O relógio conta o agora e o homem faz o favor de contar o amanhã. Pois, essa necessidade do amanhã e, nunca do hoje, o faz pensar que essa é a maneira correta. Esse é o caminho da felicidade! Ora bolas… Se for assim: cadê a minha felicidade? O meu prazer em poder sentir o vento soprar em meu rosto? Em me encantar com um sorriso de uma linda mulher; poder inspirar a alegria de ver meu filho crescer; de poder estar junto e apoiar quem necessita; em poder sentir a liberdade em meu caminho; em poder andar devagar e olhar ao meu redor e ver as árvores e os animais que ainda circulam pela cidade grande; em observar que aquele esgoto já foi um rio; em ver que naquela rua meus avós brincavam de amarelinha.

E... hoje, o que ouço são as buzinas dos automóveis com pressa em correr contra o tempo. Como se aquele tempo contato pelo relógio fosse ser vencido pela minha rapidez em correr, em falar, em comer, em explicar e poder terminar aquele dia como mais um dia vencido… ou perdido. E, quando se vê, estamos velhos, doentes, cansados porque corremos tanto e usamos tantos cremes para retardar aparentemente nossa velhice, que aquele tempo que finalmente temos para passar com a família, não é possível. Pois, agora essa família está no momento do ritmo frenético que o faz correr contra o tempo. E, você que é visto como velho; vê que todo o tempo que você já correu, você conseguiu chegar a algum lugar.
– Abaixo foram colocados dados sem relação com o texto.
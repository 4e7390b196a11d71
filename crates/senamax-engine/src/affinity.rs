//! Affinity matrix rebuild.
//!
//! The matrix is a pairwise co-occurrence count over the popularity-filtered
//! subset of history. It is always rebuilt from scratch and swapped in
//! wholesale; there is no incremental update path.

use crate::EngineConfig;
use senamax_store::{AffinityPair, HistoryStore, StoreError};
use std::collections::BTreeMap;
use tracing::info;

/// Recompute every pairwise connection and replace the stored matrix.
///
/// Each unordered pair is stored once with `a < b`; its weight is the count
/// of filtered draws containing both numbers. Returns the number of pairs
/// written.
pub fn rebuild_affinity<S: HistoryStore>(
    store: &mut S,
    cfg: &EngineConfig,
) -> Result<usize, StoreError> {
    let draws = store.popular_draws(cfg.affinity_cutoff)?;

    let mut connections: BTreeMap<(u8, u8), u32> = BTreeMap::new();
    for draw in &draws {
        let mut numbers = draw.numbers;
        numbers.sort_unstable();
        for i in 0..numbers.len() {
            for j in i + 1..numbers.len() {
                *connections.entry((numbers[i], numbers[j])).or_insert(0) += 1;
            }
        }
    }

    let pairs: Vec<AffinityPair> = connections
        .into_iter()
        .map(|((a, b), weight)| AffinityPair { a, b, weight })
        .collect();
    let count = pairs.len();

    store.replace_affinity(pairs)?;
    info!(draws = draws.len(), pairs = count, "affinity matrix rebuilt");
    Ok(count)
}
//! Senamax Models
//!
//! Core domain types for the selection engine:
//!
//! - [`Draw`]: one immutable historical outcome (6 distinct numbers in 1–60,
//!   date, rollover flag, optional regime label, popularity index).
//! - [`WeightConfig`]: the tunable per-layer weights, canonically hashable.
//! - [`PredictionRecord`]: a stored forecast targeting a future draw id.
//! - Report types returned by the engine surface ([`SelectionReport`],
//!   [`SimulationReport`], [`Confidence`]).
//!
//! All types are plain data: no I/O, no hidden state, deterministic
//! serialization via serde.

pub mod canonical;
pub mod config;
pub mod draw;
pub mod prediction;
pub mod report;

pub use canonical::{CanonicalBytes, canonical_hash, CONFIG_ENCODING_VERSION};
pub use config::WeightConfig;
pub use draw::{Draw, DrawError, Regime, DRAW_SIZE, MAX_NUMBER, MIN_NUMBER};
pub use prediction::PredictionRecord;
pub use report::{
    BaseSelections, Confidence, ConfidenceLevel, DrawHits, MetaSelections, SelectionDebug,
    SelectionReport, SimulationReport,
};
O lugar em que você pode observar que as pessoas estão escravizadas pelo relógio e pela ansiedade de viver uma vida doentia que produz jeitos e coisas que o faz pensar que esse tempo você é quem domina ou está deixando ser dominado.

Não espere pelo tempo, pelo tal dia em que você terá tempo. Abrace, cante, sorria, brinque, pule, alegre-se, veja, observe, encante-se. Viva a vida sem correr, sem estresse. Ame-se mais, ame os outros. Descubra a alegria de ser feliz na magia de poder ter tempo para as melhores coisas da vida, coisas que vão além das atividades sociais obrigatórias. Viaje pelo tempo com a calma de um urso que hiberna.

Nunca é tarde nem demasiado para falar sobre a nossa conduta de vida com relação ao uso do tempo. Pense nisso!

Anexo:
   Acho que a foto abaixo faz lembrar da complexidade da organização do nosso tempo, que foi o que tentei desabafar. Veja o quanto é ótimo e criativo o desenho dos doze coelhos iguais segurando um relógio (lembrei da Alice no país das maravilhas) na parede da estação do metro Cais do Sodré (Lisboa). Na parte de baixo está escrito: Estou atrasado. 



Até uma próxima...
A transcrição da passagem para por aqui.